Evaluation of methods for short-term marking of domestic dogs for rabies control

Anne Conan, Alice Kent, Kim Koman, Simone Konink, Darryn Knobel
Preventive Veterinary Medicine 2015 September 1, 121 (1-2): 179-82
Rabies transmitted by domestic dogs is a serious yet neglected public health threat in many underserved communities in Africa and Asia. Achieving 70% vaccination coverage in dog populations through annual mass vaccination campaigns is an effective means of controlling the disease in these communities. Evaluating the extent to which this target coverage is achieved requires either accurate pre-campaign estimates of the dog population size or accurate estimates of the coverage attained by conducting post-vaccination surveys. Short-term marking of dogs by applying visible marks may be useful to achieve these estimates, but will be affected by the performance of the marking methods. We evaluated the longevity and visibility of two readily-available livestock marking methods applied to owned, free roaming dogs. We applied two types of marks (spray and crayon) with three different colours (red, blue and green) to each of 21 dogs and compared the time of persistence of the marks over several weeks. Two independent observers assessed the visibility and colour of the marks. Each dog was observed over 8-37 days (median: 28 days). Kaplan-Meier survival analyses and semi-parametric log-rank tests were performed separately for both observers. Spray marks remained visible significantly longer (median of 24 days for both observers) compared with crayon marks (medians of 10 and 13 days). After 10 days, 90% of spray marks were still visible, compared with only 46% of crayon marks. Visibility of marks was reduced in darker-coloured dogs. Colours of marks were frequently misclassified, and agreement between observers on the colours of the marks was low (Cohen's kappa coefficient=0.27).

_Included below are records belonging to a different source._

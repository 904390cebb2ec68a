use super::KeyResult;
use crossterm::event::{KeyCode, KeyEvent};
use ratatui::prelude::*;
use ratatui::widgets::{Block, Borders, Clear, List, ListItem, ListState};

/// Events emitted by the picker that parent needs to handle
#[derive(Debug, Clone, PartialEq, Eq)]
pub enum PickerEvent<T> {
  Selected(T),
  Cancelled,
}

/// Centered overlay for choosing one of a small set of labeled values:
/// order-status filters, user roles, and the like.
#[derive(Debug, Clone, Default)]
pub struct Picker<T> {
  active: bool,
  title: String,
  options: Vec<(String, T)>,
  selected: usize,
}

impl<T: Clone> Picker<T> {
  pub fn new() -> Self {
    Self {
      active: false,
      title: String::new(),
      options: Vec::new(),
      selected: 0,
    }
  }

  pub fn is_active(&self) -> bool {
    self.active
  }

  /// Show the picker with the given options, preselecting `selected`.
  pub fn show(&mut self, title: impl Into<String>, options: Vec<(String, T)>, selected: usize) {
    self.active = true;
    self.title = title.into();
    self.selected = selected.min(options.len().saturating_sub(1));
    self.options = options;
  }

  pub fn hide(&mut self) {
    self.active = false;
    self.options.clear();
    self.selected = 0;
  }

  /// Handle a key event
  pub fn handle_key(&mut self, key: KeyEvent) -> KeyResult<PickerEvent<T>> {
    if !self.active {
      return KeyResult::NotHandled;
    }

    match key.code {
      KeyCode::Esc | KeyCode::Char('q') => {
        self.hide();
        KeyResult::Event(PickerEvent::Cancelled)
      }
      KeyCode::Enter => {
        let event = match self.options.get(self.selected) {
          Some((_, value)) => PickerEvent::Selected(value.clone()),
          None => PickerEvent::Cancelled,
        };
        self.hide();
        KeyResult::Event(event)
      }
      KeyCode::Char('j') | KeyCode::Down => {
        if !self.options.is_empty() {
          self.selected = (self.selected + 1) % self.options.len();
        }
        KeyResult::Handled
      }
      KeyCode::Char('k') | KeyCode::Up => {
        if !self.options.is_empty() {
          self.selected = if self.selected == 0 {
            self.options.len() - 1
          } else {
            self.selected - 1
          };
        }
        KeyResult::Handled
      }
      _ => KeyResult::Handled,
    }
  }

  /// Render the picker overlay if active
  pub fn render_overlay(&self, frame: &mut Frame, area: Rect) {
    if !self.active || self.options.is_empty() {
      return;
    }

    let max_label = self
      .options
      .iter()
      .map(|(label, _)| label.len())
      .max()
      .unwrap_or(10)
      .max(self.title.len());
    let width = (max_label as u16 + 6).min(area.width.saturating_sub(4)).max(20);
    let height = (self.options.len() as u16 + 2)
      .min(area.height.saturating_sub(4))
      .max(3);

    let x = area.x + (area.width.saturating_sub(width)) / 2;
    let y = area.y + (area.height.saturating_sub(height)) / 2;
    let overlay_area = Rect::new(x, y, width, height);

    frame.render_widget(Clear, overlay_area);

    let block = Block::default()
      .borders(Borders::ALL)
      .border_style(Style::default().fg(Color::Yellow))
      .title(format!(" {} ", self.title));

    let inner = block.inner(overlay_area);
    frame.render_widget(block, overlay_area);

    if inner.height == 0 {
      return;
    }

    let items: Vec<ListItem> = self
      .options
      .iter()
      .map(|(label, _)| {
        ListItem::new(Line::from(Span::styled(
          label.clone(),
          Style::default().fg(Color::Cyan),
        )))
      })
      .collect();

    let list =
      List::new(items).highlight_style(Style::default().bg(Color::DarkGray).fg(Color::White));

    let mut state = ListState::default();
    state.select(Some(self.selected));
    frame.render_stateful_widget(list, inner, &mut state);
  }
}

#[cfg(test)]
mod tests {
  use super::*;
  use crossterm::event::KeyModifiers;

  fn key(code: KeyCode) -> KeyEvent {
    KeyEvent::new(code, KeyModifiers::NONE)
  }

  #[test]
  fn test_select_cycles_and_returns_value() {
    let mut picker: Picker<u32> = Picker::new();
    picker.show(
      "Pick",
      vec![("one".into(), 1), ("two".into(), 2), ("three".into(), 3)],
      0,
    );

    picker.handle_key(key(KeyCode::Char('j')));
    picker.handle_key(key(KeyCode::Char('j')));
    let result = picker.handle_key(key(KeyCode::Enter));
    assert_eq!(result, KeyResult::Event(PickerEvent::Selected(3)));
    assert!(!picker.is_active());
  }

  #[test]
  fn test_cancel() {
    let mut picker: Picker<u32> = Picker::new();
    picker.show("Pick", vec![("one".into(), 1)], 0);
    let result = picker.handle_key(key(KeyCode::Esc));
    assert_eq!(result, KeyResult::Event(PickerEvent::Cancelled));
  }

  #[test]
  fn test_inactive_picker_ignores_keys() {
    let mut picker: Picker<u32> = Picker::new();
    assert_eq!(picker.handle_key(key(KeyCode::Enter)), KeyResult::NotHandled);
  }
}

The livestock marker spray can effectively be used to mark dogs that are physically restrained, for example during vaccination campaigns. Resight surveys should be conducted within a short a time as possible after marking; however, our results suggest that loss of marks will not have a significant impact if surveys are conducted within 5-7 days after marking with the spray. Results that depend on observers' abilities to distinguish between the three colours which we evaluated may not be reliable.